Outro fogo que arde lentamente (há meses): a inflação
Há mais fumo no horizonte, que não vem só das chamas que varrem o País. Há meses que a inflação, a reboque da crise de combustíveis provocada pela guerra na Ucrânia, ensombra qualquer perspectiva de recuperação da economia pós-pandemia, como impede traçar um cenário macroeconómico a longo prazo.
De acordo com Mafalda Anjos, “há uma confluência de múltiplas crises simultâneas, e por isso vivemos tempos muito desafiantes”.
“A inflação já está e vai sentir-se ainda mais no bolso dos portugueses, que vão perder um salário em dois anos. Para os mais pobres, pode ser ainda pior. É preciso perceber o conceito de inflação pessoal, porque o aumento dos preços não pesa da mesma maneira no orçamento das pessoas ou das famílias. As classes mais desfavorecidas são mais penalizadas”, frisou a diretora da revista VISÃO.
Nuno Aguiar guia a sua análise pelo mesmo diapasão: “Não estamos habituados a viver uma crise como a atual, em que um crescimento económico alto e desemprego controlado convivem com perdas de poder de compra generalizadas“.
“O défice deve voltar a bater a sua meta anual. Por isso é mais misterioso o posicionamento do Governo, que tem sido muito conservador no dinheiro que gasta”, sinalizou o jornalista de Economia. “Por todo o mundo, temos múltiplas crises, que não vivem isoladamente, potenciam-se. Depois de termos tido o maior crescimento em várias décadas, temos agora a maior desaceleração em 80 anos.”

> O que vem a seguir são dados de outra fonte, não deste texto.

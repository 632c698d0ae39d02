//! HTTP handlers for Products API

use axum::{
    extract::State,
    http::StatusCode,
    middleware,
    response::IntoResponse,
    routing::{delete, get, post, put},
    Json, Router,
};
use axum_helpers::{
    errors::{
        handlers::not_found,
        responses::{
            BadRequestValidationResponse, InternalServerErrorResponse, NotFoundResponse,
            UnauthorizedResponse,
        },
    },
    guard_middleware, ApiKeyGuard, GuardPipeline, PathParam, QueryPairs, ValidatedJson,
};
use std::sync::Arc;
use utoipa::OpenApi;

use crate::error::ProductResult;
use crate::models::{
    CreateProduct, Product, ProductPage, ProductQuery, ProductStats, UpdateProduct,
};
use crate::query::ListCriteria;
use crate::repository::ProductRepository;
use crate::service::ProductService;
use crate::validation::ProductValidationGuard;

/// OpenAPI documentation for Products API
#[derive(OpenApi)]
#[openapi(
    paths(
        list_products,
        product_stats,
        get_product,
        create_product,
        update_product,
        delete_product,
    ),
    components(
        schemas(Product, CreateProduct, UpdateProduct, ProductPage, ProductStats),
        responses(
            NotFoundResponse,
            BadRequestValidationResponse,
            UnauthorizedResponse,
            InternalServerErrorResponse
        )
    ),
    tags(
        (name = "Products", description = "Product catalog endpoints")
    )
)]
pub struct ApiDoc;

/// Create the products router with all HTTP endpoints.
///
/// Writes sit behind guard pipelines: create and update run the API key
/// guard then the body validation guard; delete runs the API key guard only.
pub fn router<R: ProductRepository + 'static>(
    service: ProductService<R>,
    api_key: ApiKeyGuard,
) -> Router {
    let shared_service = Arc::new(service);

    let create_guards = GuardPipeline::new()
        .guard(api_key.clone())
        .guard(ProductValidationGuard::full());
    let update_guards = GuardPipeline::new()
        .guard(api_key.clone())
        .guard(ProductValidationGuard::partial());
    let delete_guards = GuardPipeline::new().guard(api_key);

    Router::new()
        .route("/", get(list_products))
        .route(
            "/",
            post(create_product).route_layer(middleware::from_fn_with_state(
                Arc::new(create_guards),
                guard_middleware,
            )),
        )
        .route("/stats", get(product_stats))
        .route("/{id}", get(get_product))
        .route(
            "/{id}",
            put(update_product).route_layer(middleware::from_fn_with_state(
                Arc::new(update_guards),
                guard_middleware,
            )),
        )
        .route(
            "/{id}",
            delete(delete_product).route_layer(middleware::from_fn_with_state(
                Arc::new(delete_guards),
                guard_middleware,
            )),
        )
        .method_not_allowed_fallback(not_found)
        .with_state(shared_service)
}

/// List products with optional filters
#[utoipa::path(
    get,
    path = "",
    tag = "Products",
    params(ProductQuery),
    responses(
        (status = 200, description = "One page of matching products", body = ProductPage),
        (status = 400, response = BadRequestValidationResponse),
        (status = 500, response = InternalServerErrorResponse)
    )
)]
async fn list_products<R: ProductRepository>(
    State(service): State<Arc<ProductService<R>>>,
    query: QueryPairs,
) -> ProductResult<Json<ProductPage>> {
    let criteria = ListCriteria::from(ProductQuery::from(&query));
    let page = service.list_products(criteria).await?;
    Ok(Json(page))
}

/// Product counts overall and per category
#[utoipa::path(
    get,
    path = "/stats",
    tag = "Products",
    responses(
        (status = 200, description = "Catalog statistics", body = ProductStats),
        (status = 500, response = InternalServerErrorResponse)
    )
)]
async fn product_stats<R: ProductRepository>(
    State(service): State<Arc<ProductService<R>>>,
) -> ProductResult<Json<ProductStats>> {
    let stats = service.product_stats().await?;
    Ok(Json(stats))
}

/// Get a product by ID
#[utoipa::path(
    get,
    path = "/{id}",
    tag = "Products",
    params(
        ("id" = String, Path, description = "Product ID")
    ),
    responses(
        (status = 200, description = "Product found", body = Product),
        (status = 400, response = BadRequestValidationResponse),
        (status = 404, response = NotFoundResponse),
        (status = 500, response = InternalServerErrorResponse)
    )
)]
async fn get_product<R: ProductRepository>(
    State(service): State<Arc<ProductService<R>>>,
    PathParam(id): PathParam<String>,
) -> ProductResult<Json<Product>> {
    let product = service.get_product(&id).await?;
    Ok(Json(product))
}

/// Create a new product
///
/// Requires the `x-api-key` header.
#[utoipa::path(
    post,
    path = "",
    tag = "Products",
    request_body = CreateProduct,
    responses(
        (status = 201, description = "Product created successfully", body = Product),
        (status = 400, response = BadRequestValidationResponse),
        (status = 401, response = UnauthorizedResponse),
        (status = 500, response = InternalServerErrorResponse)
    )
)]
async fn create_product<R: ProductRepository>(
    State(service): State<Arc<ProductService<R>>>,
    ValidatedJson(input): ValidatedJson<CreateProduct>,
) -> ProductResult<impl IntoResponse> {
    let product = service.create_product(input).await?;
    Ok((StatusCode::CREATED, Json(product)))
}

/// Update a product
///
/// Only supplied fields change; the id is taken from the path. Requires the
/// `x-api-key` header.
#[utoipa::path(
    put,
    path = "/{id}",
    tag = "Products",
    params(
        ("id" = String, Path, description = "Product ID")
    ),
    request_body = UpdateProduct,
    responses(
        (status = 200, description = "Product updated successfully", body = Product),
        (status = 400, response = BadRequestValidationResponse),
        (status = 401, response = UnauthorizedResponse),
        (status = 404, response = NotFoundResponse),
        (status = 500, response = InternalServerErrorResponse)
    )
)]
async fn update_product<R: ProductRepository>(
    State(service): State<Arc<ProductService<R>>>,
    PathParam(id): PathParam<String>,
    ValidatedJson(input): ValidatedJson<UpdateProduct>,
) -> ProductResult<Json<Product>> {
    let product = service.update_product(&id, input).await?;
    Ok(Json(product))
}

/// Delete a product
///
/// Requires the `x-api-key` header.
#[utoipa::path(
    delete,
    path = "/{id}",
    tag = "Products",
    params(
        ("id" = String, Path, description = "Product ID")
    ),
    responses(
        (status = 204, description = "Product deleted successfully"),
        (status = 400, response = BadRequestValidationResponse),
        (status = 401, response = UnauthorizedResponse),
        (status = 404, response = NotFoundResponse),
        (status = 500, response = InternalServerErrorResponse)
    )
)]
async fn delete_product<R: ProductRepository>(
    State(service): State<Arc<ProductService<R>>>,
    PathParam(id): PathParam<String>,
) -> ProductResult<impl IntoResponse> {
    service.delete_product(&id).await?;
    Ok(StatusCode::NO_CONTENT)
}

Já para Nuno Miguel Ropio, “há necessidade de políticos de músculo a nível europeu que não se fiquem pela discussão de sanções à Rússia”. “Estes níveis de inflação, que percorre os países europeus, exigiriam mudanças no PRR (Plano de Recuperação e Resiliência), já que vai impactar com aquilo que eram as estratégias de cada Estado sobre a sua aplicação. Fazer obra com fundos do PRR sem inflação é completamente diferente do que tentar fazê-la com o cenário atual. Tal como parece não existir uma adaptação do quatro orçamental do Portugal 2030”, disse o jornalista de Política da VISÃO, que duvida se “não haverá aqui uma falta flagrante de resposta por parte das autoridades da União Europeia, ao ponto de não existir sequer sinais de aligeirar o cumprimento do Tratado Orçamental” ou quando “o Banco Central Europeu anunciou, há uma semana, o fim da compra de dívida dos Estados-membros”.